Ken Lachmann on Bougainville with Company G tents in the background. Source: Kenneth Lachmann Collection.
Soldiers of the 1st Platoon of Company G, 182nd Infantry Regiment, at the unit's camp on Bougainville, 1944. (L to R): Ken Lachmann, unidentified soldier, Larsen, John Aria, Robert McMahon, with Woodward reclining on the log. Source: Ken Lachmann.
Ken Lachmann was awarded a Bronze Star for actions on Leyte in 1945. Source: Kenneth Lachmann Collection.
Ed Monahan's compass, borrowed by Ken Lachmann for a dangerous solo mission on 5 Mar 1945 on Leyte. Lachmann was shot, and evacuated off the island. He never had a chance to return the compass and a pocket knife to Monahan - until 2004, when he returned them safely to the Monahan family. Source: David Colamaria Collection.

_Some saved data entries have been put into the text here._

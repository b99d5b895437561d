use std::error::Error as StdError;

use axum::{http::StatusCode, response::Response};
use thiserror::Error;

use crate::infra::error::InfraError;

/// Diagnostic attached to error responses and emitted by the response logger.
#[derive(Debug, Clone)]
pub struct ErrorReport {
    pub source: &'static str,
    pub status: StatusCode,
    pub messages: Vec<String>,
}

impl ErrorReport {
    pub fn from_error(source: &'static str, status: StatusCode, error: &dyn StdError) -> Self {
        let mut messages = vec![error.to_string()];
        let mut current = error.source();
        while let Some(inner) = current {
            messages.push(inner.to_string());
            current = inner.source();
        }
        Self {
            source,
            status,
            messages,
        }
    }

    pub fn from_message(
        source: &'static str,
        status: StatusCode,
        message: impl Into<String>,
    ) -> Self {
        Self {
            source,
            status,
            messages: vec![message.into()],
        }
    }

    pub fn attach(self, response: &mut Response) {
        response.extensions_mut().insert(self);
    }
}

/// Errors surfaced by startup and the CLI commands.
#[derive(Debug, Error)]
pub enum AppError {
    #[error(transparent)]
    Infra(#[from] InfraError),
    #[error("unexpected error: {0}")]
    Unexpected(String),
}

impl AppError {
    pub fn unexpected(message: impl Into<String>) -> Self {
        Self::Unexpected(message.into())
    }
}

#[cfg(test)]
mod tests {
    use axum::response::IntoResponse;

    use super::*;

    #[test]
    fn report_collects_error_chain() {
        let error = AppError::from(InfraError::telemetry("subscriber already set"));
        let report = ErrorReport::from_error("test", StatusCode::INTERNAL_SERVER_ERROR, &error);
        assert_eq!(report.messages.len(), 1);
        assert!(report.messages[0].contains("subscriber already set"));
    }

    #[test]
    fn attached_report_travels_with_response() {
        let mut response = StatusCode::NOT_FOUND.into_response();
        ErrorReport::from_message("test", StatusCode::NOT_FOUND, "missing").attach(&mut response);
        let report = response.extensions().get::<ErrorReport>().expect("report");
        assert_eq!(report.messages, vec!["missing".to_string()]);
    }
}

Ken Lachmann, from Michigan, joined Company G as one of the replacements for the terrible casualties suffered on Hill 260. He had crossed the Pacific on the same ship as John Arria, who also joined Company G. Lachmann soon became the platoon runner. He was quickly initiated into combat, a frequent occurence on Bougainville. During one firefight, a bullet whizzed past and he felt a warm liquid spread across his uniform. He called for the medic, who pronounced that “Private Lachmann has been shot in the canteen.”
Lachmann was assigned to the 1st Platoon, and shared a large tent with a number of men, including platoon sergeant Ed Monahan. Their camp area was dotted with huge banyan trees. One day, as the men were sitting in their tent, they heard a huge cracking sound. Monahan desperately ordered everyone out, just in the nick of time, as a gigantic tree limb came crashing down and destroyed the tent.
On 5 March 1945, during the intense fighting on Leyte, Lachmann was instructed to scout out a possible route for retreat, and to lay communications wire. Ed Monahan, now the company first sergeant, loaned Lachmann his personal compass and pocketknife. In the ensuing battle, after successfully completing his mission, Lachmann was shot through the arm, and evacuated from the front lines. He was later awarded a Bronze Star for bravery.
Lachmann endured a difficult rehabilitation to regain full use of his arm. He spent time at Percy Jones Army Hospital in Battle Creek, MI. He eventually resettled in New Mexico, where he lives to this day. In 2004, he finally had the chance to return the compass and pocketknife, still in good condition, to the family of Ed Monahan.